Tarif Pajak Pertambahan Nilai, juga dikenal sebagai PPN, akan naik dari 11% menjadi 12% mulai tahun 2025 menjadi topik pembicaraan hangat di media sosial dan di mana pun. Kebijakan ini merupakan bagian dari Undang-Undang Harmonisasi Peraturan Perpajakan (UU HPP), yang dimaksudkan untuk meningkatkan penerimaan negara.
Pemerintah mengklaim peningkatan tarif PPN untuk meningkatkan kekuatan fiskal negara. Diharapkan peningkatan pajak akan membiayai berbagai proyek pembangunan, khususnya di bidang infrastruktur dan kesejahteraan sosial. Selain itu, peningkatan penerimaan negara sangat penting untuk menjaga stabilitas ekonomi makro di tengah ketidakpastian global.
Di Indonesia, sampai saat ini PPN masih di angka 11%, sementara rata-rata global mencapai angka 15%. Akibatnya, peningkatan tarif PPN ini diberlakukan untuk mengurangi beban keuangan negara dan memperkuat dasar perpajakan, karena pajak saat ini merupakan sumber penerimaan negara terbesar. Selain itu, kebutuhan anggaran negara yang terus meningkat, terutama dalam hal pembangunan dan pelayanan publik, membuat kebijakan ini diperlukan.Â
Namun, masyarakat, pengusaha, dan tokoh publik menolak peningkatan tarif PPN. Ini disebabkan oleh fakta bahwa kenaikan harga barang dan jasa akibat PPN 12% dapat menyebabkan penurunan daya beli bagi orang-orang di kelas menengah ke bawah, khususnya karena pemerintah tidak akan menerapkan peningkatan tarif PPN hanya untuk barang-barang mewah atau multitarif, seperti rumor yang beredar sebelumnya. Ini dapat menyebabkan inflasi dan memperlambat pemulihan ekonomi setelah pandemi.
Menurut Menteri Keuangan Sri Mulyani Indrawati, peningkatan tarif PPN adalah kewajiban undang-undang dan diperlukan untuk menjaga kesehatan APBN. Diharapkan peningkatan penerimaan dapat mempertahankan tiga fungsi APBN: stabilisasi, alokasi, dan distribusi.Â
Pemerintah juga mengumumkan peningkatan tarif PPN pada tahun 2025 untuk menjaga ekonomi stabil. Barang-barang yang merupakan kebutuhan pokok masyarakat, seperti beras, telur, daging, angkutan umum, layanan pendidikan, dan lainnya, tidak dikenakan tarif PPN. Sebaliknya, barang-barang konsumsi harian lainnya, seperti Minyakita, gula industri, dan tepung terigu, akan ditanggung pemerintah 1% sehingga tarifnya tetap 11%.

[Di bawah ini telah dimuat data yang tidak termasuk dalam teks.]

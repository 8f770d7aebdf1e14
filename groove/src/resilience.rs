//! Retry, pacing and pagination helpers
//!
//! Every wait in here races the façade's [`CancellationToken`]: once it fires,
//! the pending request or sleep resolves to [`GrooveError::Cancelled`] and the
//! loops return it as is.

use crate::error::{GrooveError, Result};
use std::collections::HashSet;
use std::future::Future;
use std::time::Duration;
use tokio_util::sync::CancellationToken;
use tracing::{debug, warn};

/// Bounded retry with a fixed delay between attempts
#[derive(Debug, Clone, Copy, PartialEq, Eq)]
pub struct RetryPolicy {
    /// Total number of attempts, including the first one
    pub attempts: u32,
    pub delay: Duration,
}

impl RetryPolicy {
    pub fn new(attempts: u32, delay: Duration) -> Self {
        Self { attempts, delay }
    }
}

impl Default for RetryPolicy {
    fn default() -> Self {
        Self::new(2, Duration::from_millis(300))
    }
}

/// Awaits `future` unless `cancel` fires first
pub async fn cancellable<T, F>(cancel: &CancellationToken, future: F) -> Result<T>
where
    F: Future<Output = Result<T>>,
{
    tokio::select! {
        biased;
        _ = cancel.cancelled() => Err(GrooveError::Cancelled),
        result = future => result,
    }
}

/// Sleeps for `delay` unless `cancel` fires first
pub async fn pause(delay: Duration, cancel: &CancellationToken) -> Result<()> {
    cancellable(cancel, async {
        tokio::time::sleep(delay).await;
        Ok(())
    })
    .await
}

/// Runs `operation` until it succeeds or the policy is exhausted
///
/// Only [`GrooveError::is_retryable`] errors are retried; the last error is
/// returned on exhaustion.
pub async fn retry_with_delay<T, F, Fut>(
    policy: RetryPolicy,
    cancel: &CancellationToken,
    mut operation: F,
) -> Result<T>
where
    F: FnMut() -> Fut,
    Fut: Future<Output = Result<T>>,
{
    let attempts = policy.attempts.max(1);
    let mut attempt = 1;

    loop {
        match cancellable(cancel, operation()).await {
            Ok(value) => return Ok(value),
            Err(e) if e.is_cancelled() || !e.is_retryable() || attempt >= attempts => return Err(e),
            Err(e) => {
                warn!(attempt, attempts, error = %e, "Attempt failed, retrying");
                pause(policy.delay, cancel).await?;
                attempt += 1;
            }
        }
    }
}

/// Why a page walk stopped
#[derive(Debug, Clone, Copy, PartialEq, Eq)]
pub enum WalkEnd {
    /// A page with content was reached
    Found,
    /// The last page had no successor
    LastPage,
    /// The chain led back to a page already fetched
    Cycle,
    /// `max_hops` pages were fetched without content
    HopLimit,
    /// A fetch failed before content was found
    FetchFailed,
}

/// Outcome of [`walk_pages`]
#[derive(Debug, Clone)]
pub struct PageWalk<P> {
    /// Page with content, or the last page fetched successfully
    pub page: Option<P>,
    /// Where to continue after `page`, never a page already fetched
    pub next_url: Option<String>,
    pub end: WalkEnd,
}

/// Follows a chain of pages until one has content
///
/// Starting at `start_url`, fetches at most `max_hops` pages. The walk stops
/// at the first page for which `has_items` holds, when `next_url` yields
/// nothing, when a URL comes back a second time, or when a fetch fails. In
/// every case but the first, the last page fetched successfully is returned.
///
/// The continuation of the returned page is dropped when it points at a page
/// already fetched, and always on a cycle.
///
/// Only cancellation is reported as an error.
pub async fn walk_pages<P, F, Fut>(
    start_url: &str,
    max_hops: usize,
    cancel: &CancellationToken,
    mut fetch: F,
    has_items: impl Fn(&P) -> bool,
    next_url: impl Fn(&P) -> Option<String>,
) -> Result<PageWalk<P>>
where
    F: FnMut(String) -> Fut,
    Fut: Future<Output = Result<P>>,
{
    let mut visited = HashSet::new();
    let mut last = None;
    let mut url = start_url.trim().to_string();
    let mut end = WalkEnd::HopLimit;

    for hop in 0..max_hops {
        if visited.contains(&url) {
            debug!(url = %url, hop, "Page already visited, stopping");
            end = WalkEnd::Cycle;
            break;
        }

        let page = match cancellable(cancel, fetch(url.clone())).await {
            Ok(page) => page,
            Err(e) if e.is_cancelled() => return Err(e),
            Err(e) => {
                warn!(url = %url, hop, error = %e, "Page fetch failed, keeping last page");
                end = WalkEnd::FetchFailed;
                break;
            }
        };
        visited.insert(url.clone());

        if has_items(&page) {
            last = Some(page);
            end = WalkEnd::Found;
            break;
        }

        let next = next_url(&page);
        last = Some(page);
        match next {
            Some(next) => url = next.trim().to_string(),
            None => {
                end = WalkEnd::LastPage;
                break;
            }
        }
    }

    let next_url = match (&last, end) {
        (_, WalkEnd::Cycle) | (None, _) => None,
        (Some(page), _) => next_url(page)
            .map(|next| next.trim().to_string())
            .filter(|next| !next.is_empty() && !visited.contains(next)),
    };

    Ok(PageWalk {
        page: last,
        next_url,
        end,
    })
}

Jadi, apakah peningkatan tarif PPN menjadi 12% menguntungkan atau merugikan? Sebenarnya, peningkatan tarif PPN berdampak pada kedua sisi. Di satu sisi, peningkatan tarif PPN dapat menguntungkan karena dapat meningkatkan pendapatan negara, mengurangi defisit negara, dan menyesuaikan dengan standar internasional. Di sisi lain, peningkatan tarif PPN dapat merugikan karena dapat membebani masyarakat, menurunkan daya beli masyarakat, membebani perusahaan kecil dan menengah (UMKM), dan meningkatkan inflasi.
Tentunya kebijakan ini sangat tergantung pada cara kebijakan ini dilaksanakan. Pemerintah harus memastikan bahwa dana tambahan dari PPN dimanfaatkan secara tepat dan efisien demi kepentingan masyarakat. Selain itu, pemerintah juga harus menyiapkan kompensasi untuk kelompok masyarakat yang paling terpengaruh oleh peningkatan tarif PPN, seperti melalui bantuan sosial atau subsidi. Meskipun hingga kini dampak dari peningkatan tarif PPN masih diperdebatkan, efektivitas kebijakan ini akan terlihat dalam jangka panjang dan bergantung pada berbagai faktor.